You may have lived your whole life under the impression that fewer calories = slimmer waistline or thinking that fat-free foods are better for your health. A lot of nutrition information that we pick up from the internet (or from our peers) can be misleading, outdated, or difficult to understand! Research about what is beneficial or detrimental to the human body is always changing, though I've chosen three diet myths that hold up despite the comings and goings of popular health trends.
You may experience weight loss by severely limiting calorie intake, but this strategy won't work for long. It's hard to stick to a deprivation-based diet plan because your body is hungry and WANTS you to feed it, and this is why most people who restrict calories end up gaining weight back - sometimes even more than they started with! Our bodies are designed to adapt to situations in which resources are scarce, so survival mode kicks in when you starve yourself and fewer calories are needed to survive. In turn, the calories you do consume would be stored efficiently and harder to get rid of because your system doesn't know when it'll get properly fed. That being said, it's not hard to go overboard on calories considering how easy it is to access packaged, processed foods, so it's important to learn about how many calories your individual body requires to maintain a healthy weight.

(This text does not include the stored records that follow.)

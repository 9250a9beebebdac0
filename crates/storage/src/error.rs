use thiserror::Error;

/// Errors that can occur when reading or writing persisted values.
#[derive(Debug, Error)]
pub enum StorageError {
    /// The backing file system reported an error.
    #[error("I/O error: {0}")]
    Io(#[from] std::io::Error),

    /// A value could not be serialized for writing.
    #[error("Serialization error: {0}")]
    Serialization(#[from] serde_json::Error),

    /// A lock guarding in-memory state was poisoned by a panicking writer.
    #[error("Storage lock poisoned")]
    LockPoisoned,
}

/// Result type for storage operations.
pub type Result<T> = std::result::Result<T, StorageError>;
use serde::{Deserialize, Serialize};

macro_rules! string_id {
    ($(#[$meta:meta])* $name:ident) => {
        $(#[$meta])*
        #[derive(
            Debug, Clone, Default, PartialEq, Eq, Hash, PartialOrd, Ord, Serialize, Deserialize,
        )]
        #[serde(transparent)]
        pub struct $name(String);

        impl $name {
            /// Creates an identifier from any string-like value.
            pub fn new(id: impl Into<String>) -> Self {
                Self(id.into())
            }

            /// Returns the identifier as a string slice.
            pub fn as_str(&self) -> &str {
                &self.0
            }

            /// Returns true if the identifier is empty or whitespace only.
            pub fn is_blank(&self) -> bool {
                self.0.trim().is_empty()
            }
        }

        impl std::fmt::Display for $name {
            fn fmt(&self, f: &mut std::fmt::Formatter<'_>) -> std::fmt::Result {
                f.pad(&self.0)
            }
        }

        impl From<String> for $name {
            fn from(s: String) -> Self {
                Self(s)
            }
        }

        impl From<&str> for $name {
            fn from(s: &str) -> Self {
                Self(s.to_string())
            }
        }

        impl AsRef<str> for $name {
            fn as_ref(&self) -> &str {
                &self.0
            }
        }
    };
}

string_id!(
    /// Unique identifier for a catalog category.
    CategoryId
);

string_id!(
    /// Unique identifier for a catalog product.
    ProductId
);

string_id!(
    /// Unique identifier for a placed order.
    OrderId
);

A modest amount of fat can help you feel full and satisfied longer than other dietary components (such as simple carbohydrates); because of this, you may eat less food overall if you're incorporating healthy sources of fat into your regular meal plan. Fat also helps with the absorption of certain vitamins and phytonutrients, which are compounds in plants that are thought to promote health.
Opt for monounsaturated and polyunsaturated fats, found in olive oil, most nuts, and fish - these fats don't raise blood cholesterol levels and may reduce your risk of cardiovascular disease. The fats to limit or avoid are saturated fats, found mainly in beef and dairy products, and trans fats, which are in a lot of packaged foods, fried fast foods, and margarine - these options don't have more calories than good fats, but they are less healthful and could increase your risk of heart disease.

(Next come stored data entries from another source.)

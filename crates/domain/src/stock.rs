//! Stock checks and decrements for a whole cart.

use common::ProductId;
use serde::Serialize;
use thiserror::Error;

use crate::cart::Cart;
use crate::catalog::{CatalogError, CatalogService};
use crate::error::ErrorKind;

/// Reason code reported for carts that cannot be fulfilled.
pub const INSUFFICIENT_STOCK: &str = "INSUFFICIENT_STOCK";

/// One cart line whose quantity exceeds the units on hand.
#[derive(Debug, Clone, PartialEq, Eq, Serialize)]
#[serde(rename_all = "camelCase")]
pub struct Shortfall {
    pub product_id: ProductId,
    pub requested: u32,
    /// Units on hand; zero when the product no longer exists.
    pub available: u32,
}

/// Outcome of [`StockService::can_fulfill`].
#[derive(Debug, Clone, PartialEq, Eq)]
pub enum Fulfillment {
    /// Every line can be served from current stock.
    Ok,
    /// At least one line is short.
    Insufficient { missing: Vec<Shortfall> },
}

impl Fulfillment {
    pub fn is_ok(&self) -> bool {
        matches!(self, Fulfillment::Ok)
    }

    /// Reason code, `None` when fulfillable.
    pub fn reason(&self) -> Option<&'static str> {
        match self {
            Fulfillment::Ok => None,
            Fulfillment::Insufficient { .. } => Some(INSUFFICIENT_STOCK),
        }
    }

    /// Lines that cannot be served; empty when fulfillable.
    pub fn missing(&self) -> &[Shortfall] {
        match self {
            Fulfillment::Ok => &[],
            Fulfillment::Insufficient { missing } => missing,
        }
    }
}

/// Errors raised when applying a cart to stock.
#[derive(Debug, Clone, PartialEq, Eq, Error)]
pub enum StockError {
    /// The cart was no longer fulfillable when stock was applied.
    #[error("Cannot fulfill cart: {} line(s) short", shortfalls.len())]
    Unfulfillable { shortfalls: Vec<Shortfall> },

    /// The catalog rejected a decrement.
    #[error(transparent)]
    Catalog(#[from] CatalogError),
}

impl StockError {
    /// Returns the kind of failure.
    pub fn kind(&self) -> ErrorKind {
        match self {
            StockError::Unfulfillable { .. } => ErrorKind::InsufficientStock,
            StockError::Catalog(e) => e.kind(),
        }
    }
}

/// Stateless checker/applier of cart quantities against catalog stock.
#[derive(Debug, Clone, Copy, Default)]
pub struct StockService;

impl StockService {
    pub fn new() -> Self {
        Self
    }

    /// Compares every cart line with current stock. Read-only.
    pub fn can_fulfill(&self, cart: &Cart, catalog: &CatalogService) -> Fulfillment {
        let missing: Vec<Shortfall> = cart
            .items()
            .iter()
            .filter_map(|item| {
                let available = catalog
                    .get_product_by_id(&item.product_id)
                    .map_or(0, |p| p.stock);
                (available < item.quantity).then(|| Shortfall {
                    product_id: item.product_id.clone(),
                    requested: item.quantity,
                    available,
                })
            })
            .collect();

        if missing.is_empty() {
            Fulfillment::Ok
        } else {
            Fulfillment::Insufficient { missing }
        }
    }

    /// Decrements stock for every cart line.
    ///
    /// Re-checks fulfillability first and fails without touching any product
    /// if a line is short.
    #[tracing::instrument(skip_all, fields(lines = cart.len()))]
    pub fn apply_cart_stock(
        &self,
        cart: &Cart,
        catalog: &mut CatalogService,
    ) -> Result<(), StockError> {
        if let Fulfillment::Insufficient { missing } = self.can_fulfill(cart, catalog) {
            return Err(StockError::Unfulfillable { shortfalls: missing });
        }

        for item in cart.items() {
            catalog.decrease_stock(&item.product_id, item.quantity)?;
        }
        tracing::debug!("cart stock applied");
        Ok(())
    }
}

Want my favorite recipes for maintaining a balanced meal plan? Check out my COOKBOOK! With vegetarian, vegan, and gluten-free options, there's something for everyone!

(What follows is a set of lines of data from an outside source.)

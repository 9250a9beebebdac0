use criterion::{Criterion, criterion_group, criterion_main};
use domain::{
    Cart, CatalogService, Money, NewCategory, NewProduct, OrderId, OrderService, ProductId,
    StockService, normalize,
};

fn make_catalog(products: u32, stock: u32) -> CatalogService {
    let mut catalog = CatalogService::new();
    catalog
        .create_category(NewCategory::new("cat-bench", "Bench"))
        .unwrap();
    for n in 0..products {
        catalog
            .create_product(NewProduct::new(
                format!("p-{n:03}"),
                format!("Product {n}"),
                Money::from_cents(100 + i64::from(n)),
                stock,
                "cat-bench",
            ))
            .unwrap();
    }
    catalog
}

fn fill_cart(catalog: &CatalogService, lines: u32) -> Cart {
    let mut cart = Cart::new();
    for n in 0..lines {
        let product = catalog
            .get_product_by_id(&ProductId::new(format!("p-{n:03}")))
            .unwrap();
        cart.add(product, 1).unwrap();
    }
    cart
}

fn bench_can_fulfill(c: &mut Criterion) {
    let catalog = make_catalog(100, 10);
    let cart = fill_cart(&catalog, 50);
    let stock = StockService::new();

    c.bench_function("domain/can_fulfill_50_lines", |b| {
        b.iter(|| stock.can_fulfill(&cart, &catalog));
    });
}

fn bench_place_order(c: &mut Criterion) {
    c.bench_function("domain/place_order_10_lines", |b| {
        b.iter_batched(
            || {
                let catalog = make_catalog(100, 10);
                let cart = fill_cart(&catalog, 10);
                (catalog, cart)
            },
            |(mut catalog, mut cart)| {
                let mut orders = OrderService::new(StockService::new());
                orders
                    .place_order(&mut catalog, &mut cart, OrderId::new("o-bench"))
                    .unwrap();
            },
            criterion::BatchSize::SmallInput,
        );
    });
}

fn bench_normalize_products(c: &mut Criterion) {
    let catalog = make_catalog(200, 5);
    let raw = serde_json::to_value(catalog.products()).unwrap();

    c.bench_function("domain/normalize_200_products", |b| {
        b.iter(|| normalize::products(&raw));
    });
}

criterion_group!(
    benches,
    bench_can_fulfill,
    bench_place_order,
    bench_normalize_products,
);
criterion_main!(benches);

It's helpful to think about food as fuel which drives every important function that our body system serves. When it comes to nutrition, each choice we make impacts our health in some way! Ultimately, we should be choosing quality (nutrient-dense items) over quantity (calories, or even too much of one food at a time); thinking about the impact of nutrition on your body in a bigger way will help you recognize which meals and snacks can make you feel amazing and what kinds of items are making you less focused, more tired, and/or cranky.
Diet's don't work - lifestyle changes do. No two people are the same. What works for someone else may not work for you. Losing weight is a process and getting in shape takes time & commitment. Be ready to modify your plan as you discover what works and does not work for you.